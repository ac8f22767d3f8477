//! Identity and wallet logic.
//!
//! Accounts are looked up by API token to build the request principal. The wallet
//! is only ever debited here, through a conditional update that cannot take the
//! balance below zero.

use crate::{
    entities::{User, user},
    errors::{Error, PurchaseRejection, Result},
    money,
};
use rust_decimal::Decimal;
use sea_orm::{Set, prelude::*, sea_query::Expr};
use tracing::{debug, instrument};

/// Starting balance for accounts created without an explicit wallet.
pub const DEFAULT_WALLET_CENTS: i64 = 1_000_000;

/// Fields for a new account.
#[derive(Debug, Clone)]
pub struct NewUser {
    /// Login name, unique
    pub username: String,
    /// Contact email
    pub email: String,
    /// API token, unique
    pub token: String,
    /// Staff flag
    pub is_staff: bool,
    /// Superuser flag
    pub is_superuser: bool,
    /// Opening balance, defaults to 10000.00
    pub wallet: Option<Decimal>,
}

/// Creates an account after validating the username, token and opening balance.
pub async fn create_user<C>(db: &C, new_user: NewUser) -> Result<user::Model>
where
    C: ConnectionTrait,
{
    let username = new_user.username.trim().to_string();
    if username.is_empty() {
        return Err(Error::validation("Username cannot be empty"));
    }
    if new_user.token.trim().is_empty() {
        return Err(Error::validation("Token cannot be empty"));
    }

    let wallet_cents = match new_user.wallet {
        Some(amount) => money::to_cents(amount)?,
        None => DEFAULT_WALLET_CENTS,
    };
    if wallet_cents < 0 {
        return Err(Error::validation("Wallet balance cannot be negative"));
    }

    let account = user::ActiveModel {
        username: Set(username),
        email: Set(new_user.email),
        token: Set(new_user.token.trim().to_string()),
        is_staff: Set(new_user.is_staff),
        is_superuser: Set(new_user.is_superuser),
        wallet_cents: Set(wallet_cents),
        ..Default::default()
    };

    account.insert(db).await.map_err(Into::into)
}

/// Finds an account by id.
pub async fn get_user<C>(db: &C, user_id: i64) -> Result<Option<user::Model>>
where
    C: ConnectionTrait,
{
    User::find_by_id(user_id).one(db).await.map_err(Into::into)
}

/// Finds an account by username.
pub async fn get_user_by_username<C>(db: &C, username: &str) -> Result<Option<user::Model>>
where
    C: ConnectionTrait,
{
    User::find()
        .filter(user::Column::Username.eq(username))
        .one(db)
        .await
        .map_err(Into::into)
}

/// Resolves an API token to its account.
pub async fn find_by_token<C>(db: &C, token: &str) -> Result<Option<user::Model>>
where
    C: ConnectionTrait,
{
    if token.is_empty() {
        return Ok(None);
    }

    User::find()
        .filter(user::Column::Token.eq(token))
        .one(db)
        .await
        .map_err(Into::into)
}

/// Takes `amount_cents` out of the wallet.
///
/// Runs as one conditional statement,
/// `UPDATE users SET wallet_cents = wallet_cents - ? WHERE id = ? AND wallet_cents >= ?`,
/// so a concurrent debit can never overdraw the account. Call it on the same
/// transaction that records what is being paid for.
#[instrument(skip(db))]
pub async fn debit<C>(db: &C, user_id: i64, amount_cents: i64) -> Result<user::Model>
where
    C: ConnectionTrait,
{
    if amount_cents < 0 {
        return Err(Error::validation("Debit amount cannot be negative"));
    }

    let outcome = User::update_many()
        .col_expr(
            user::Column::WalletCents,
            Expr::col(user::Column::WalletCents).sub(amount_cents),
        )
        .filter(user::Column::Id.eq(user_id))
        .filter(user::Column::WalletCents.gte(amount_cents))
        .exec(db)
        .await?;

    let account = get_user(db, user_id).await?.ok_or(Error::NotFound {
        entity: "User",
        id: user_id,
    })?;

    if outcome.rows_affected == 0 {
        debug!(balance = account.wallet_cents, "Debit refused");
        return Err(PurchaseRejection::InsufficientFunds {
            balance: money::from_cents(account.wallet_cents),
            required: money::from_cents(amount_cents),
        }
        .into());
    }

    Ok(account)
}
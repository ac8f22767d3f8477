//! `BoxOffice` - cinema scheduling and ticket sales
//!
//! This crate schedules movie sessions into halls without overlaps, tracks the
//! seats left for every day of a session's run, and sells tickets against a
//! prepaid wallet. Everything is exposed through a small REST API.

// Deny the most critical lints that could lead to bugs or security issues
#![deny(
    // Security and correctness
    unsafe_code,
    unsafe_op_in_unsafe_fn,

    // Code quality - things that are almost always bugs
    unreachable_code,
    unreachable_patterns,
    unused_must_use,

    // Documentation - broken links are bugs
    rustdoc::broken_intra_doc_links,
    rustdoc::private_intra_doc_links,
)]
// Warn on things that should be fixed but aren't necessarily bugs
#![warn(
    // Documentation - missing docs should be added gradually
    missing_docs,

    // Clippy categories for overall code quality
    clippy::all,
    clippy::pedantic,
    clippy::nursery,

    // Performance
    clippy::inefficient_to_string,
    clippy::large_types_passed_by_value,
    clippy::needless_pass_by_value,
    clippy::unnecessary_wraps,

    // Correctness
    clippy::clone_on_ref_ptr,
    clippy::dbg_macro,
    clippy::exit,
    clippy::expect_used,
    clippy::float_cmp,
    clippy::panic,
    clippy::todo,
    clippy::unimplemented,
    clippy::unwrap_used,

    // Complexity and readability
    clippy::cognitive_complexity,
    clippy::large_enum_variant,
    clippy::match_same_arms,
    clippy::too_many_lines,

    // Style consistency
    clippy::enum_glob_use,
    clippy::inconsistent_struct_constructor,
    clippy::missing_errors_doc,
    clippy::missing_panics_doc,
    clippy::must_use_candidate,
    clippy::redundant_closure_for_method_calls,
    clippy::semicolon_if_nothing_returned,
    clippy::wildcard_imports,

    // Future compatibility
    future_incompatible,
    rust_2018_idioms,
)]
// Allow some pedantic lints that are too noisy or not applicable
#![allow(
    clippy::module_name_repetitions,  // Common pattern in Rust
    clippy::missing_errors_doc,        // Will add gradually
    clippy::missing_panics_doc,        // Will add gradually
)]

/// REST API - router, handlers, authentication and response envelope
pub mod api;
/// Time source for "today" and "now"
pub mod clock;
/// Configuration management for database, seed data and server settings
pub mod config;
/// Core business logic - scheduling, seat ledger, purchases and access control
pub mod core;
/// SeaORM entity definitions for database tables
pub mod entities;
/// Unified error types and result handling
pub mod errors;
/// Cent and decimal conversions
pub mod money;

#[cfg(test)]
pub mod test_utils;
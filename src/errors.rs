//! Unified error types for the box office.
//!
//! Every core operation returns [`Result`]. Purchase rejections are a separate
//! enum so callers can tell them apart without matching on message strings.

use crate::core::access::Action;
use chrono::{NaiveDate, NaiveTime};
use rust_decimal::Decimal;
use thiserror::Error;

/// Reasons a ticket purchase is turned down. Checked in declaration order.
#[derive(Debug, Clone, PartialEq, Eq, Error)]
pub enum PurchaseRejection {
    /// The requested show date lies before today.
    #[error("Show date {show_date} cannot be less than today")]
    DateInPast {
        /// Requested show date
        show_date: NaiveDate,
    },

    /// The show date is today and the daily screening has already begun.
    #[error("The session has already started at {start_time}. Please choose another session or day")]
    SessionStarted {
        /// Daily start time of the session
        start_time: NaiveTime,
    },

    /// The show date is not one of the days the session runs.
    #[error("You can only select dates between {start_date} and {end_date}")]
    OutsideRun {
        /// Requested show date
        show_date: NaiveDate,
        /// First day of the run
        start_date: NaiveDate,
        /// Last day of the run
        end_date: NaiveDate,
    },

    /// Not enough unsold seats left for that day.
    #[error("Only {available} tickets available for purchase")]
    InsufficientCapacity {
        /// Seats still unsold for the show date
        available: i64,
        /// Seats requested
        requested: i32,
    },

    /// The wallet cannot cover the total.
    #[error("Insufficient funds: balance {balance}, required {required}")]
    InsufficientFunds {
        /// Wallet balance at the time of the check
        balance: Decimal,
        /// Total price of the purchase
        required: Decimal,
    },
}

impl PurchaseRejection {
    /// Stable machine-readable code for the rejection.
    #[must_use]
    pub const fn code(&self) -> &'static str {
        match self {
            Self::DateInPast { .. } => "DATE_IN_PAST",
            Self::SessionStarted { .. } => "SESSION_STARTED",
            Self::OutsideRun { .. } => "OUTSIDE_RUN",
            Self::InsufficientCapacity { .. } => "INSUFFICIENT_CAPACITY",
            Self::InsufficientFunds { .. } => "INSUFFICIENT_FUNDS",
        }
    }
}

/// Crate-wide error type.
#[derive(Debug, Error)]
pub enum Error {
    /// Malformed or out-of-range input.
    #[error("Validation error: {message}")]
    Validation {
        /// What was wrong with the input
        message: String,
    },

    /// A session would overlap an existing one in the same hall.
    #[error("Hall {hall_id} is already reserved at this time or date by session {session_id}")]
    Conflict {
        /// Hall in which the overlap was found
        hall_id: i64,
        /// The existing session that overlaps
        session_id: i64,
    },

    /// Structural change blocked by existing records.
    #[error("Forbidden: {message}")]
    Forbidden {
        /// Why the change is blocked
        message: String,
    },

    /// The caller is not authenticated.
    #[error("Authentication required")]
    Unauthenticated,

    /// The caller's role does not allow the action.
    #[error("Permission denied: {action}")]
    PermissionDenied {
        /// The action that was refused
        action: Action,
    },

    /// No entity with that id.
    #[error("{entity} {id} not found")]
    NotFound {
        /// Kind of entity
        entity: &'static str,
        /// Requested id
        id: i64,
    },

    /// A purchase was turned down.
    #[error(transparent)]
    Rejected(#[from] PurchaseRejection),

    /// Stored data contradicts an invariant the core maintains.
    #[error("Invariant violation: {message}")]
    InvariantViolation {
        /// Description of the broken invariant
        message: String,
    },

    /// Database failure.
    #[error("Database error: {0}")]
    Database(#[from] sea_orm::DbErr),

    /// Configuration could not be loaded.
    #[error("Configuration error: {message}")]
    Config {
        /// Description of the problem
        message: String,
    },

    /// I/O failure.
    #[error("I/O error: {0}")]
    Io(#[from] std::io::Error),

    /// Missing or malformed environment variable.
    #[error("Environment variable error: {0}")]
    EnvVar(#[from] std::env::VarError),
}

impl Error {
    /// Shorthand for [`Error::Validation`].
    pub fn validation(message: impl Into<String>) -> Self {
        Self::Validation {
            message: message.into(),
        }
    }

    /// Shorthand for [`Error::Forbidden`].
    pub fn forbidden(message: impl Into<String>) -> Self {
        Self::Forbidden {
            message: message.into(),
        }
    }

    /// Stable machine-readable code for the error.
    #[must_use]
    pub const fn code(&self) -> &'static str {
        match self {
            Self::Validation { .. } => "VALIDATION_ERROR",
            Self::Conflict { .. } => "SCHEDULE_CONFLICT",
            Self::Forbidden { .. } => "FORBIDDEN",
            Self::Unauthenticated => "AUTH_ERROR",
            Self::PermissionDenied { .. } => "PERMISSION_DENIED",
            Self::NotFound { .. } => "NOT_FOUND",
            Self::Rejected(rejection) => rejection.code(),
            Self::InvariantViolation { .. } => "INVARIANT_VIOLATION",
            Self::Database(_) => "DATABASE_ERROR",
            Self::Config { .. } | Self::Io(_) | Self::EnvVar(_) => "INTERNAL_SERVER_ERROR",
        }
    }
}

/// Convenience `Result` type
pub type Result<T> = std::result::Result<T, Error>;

........

§ **Your assignment**
All that is needed is the exact run of lines above from the line containing "#[derive(Debug, Error)]" through the line containing "the same hall.", both of them included.

§ **Completed exercise**
#[derive(Debug, Error)]
pub enum Error {
    /// Malformed or out-of-range input.
    #[error("Validation error: {message}")]
    Validation {
        /// What was wrong with the input
        message: String,
    },

    /// A session would overlap an existing one in the same hall.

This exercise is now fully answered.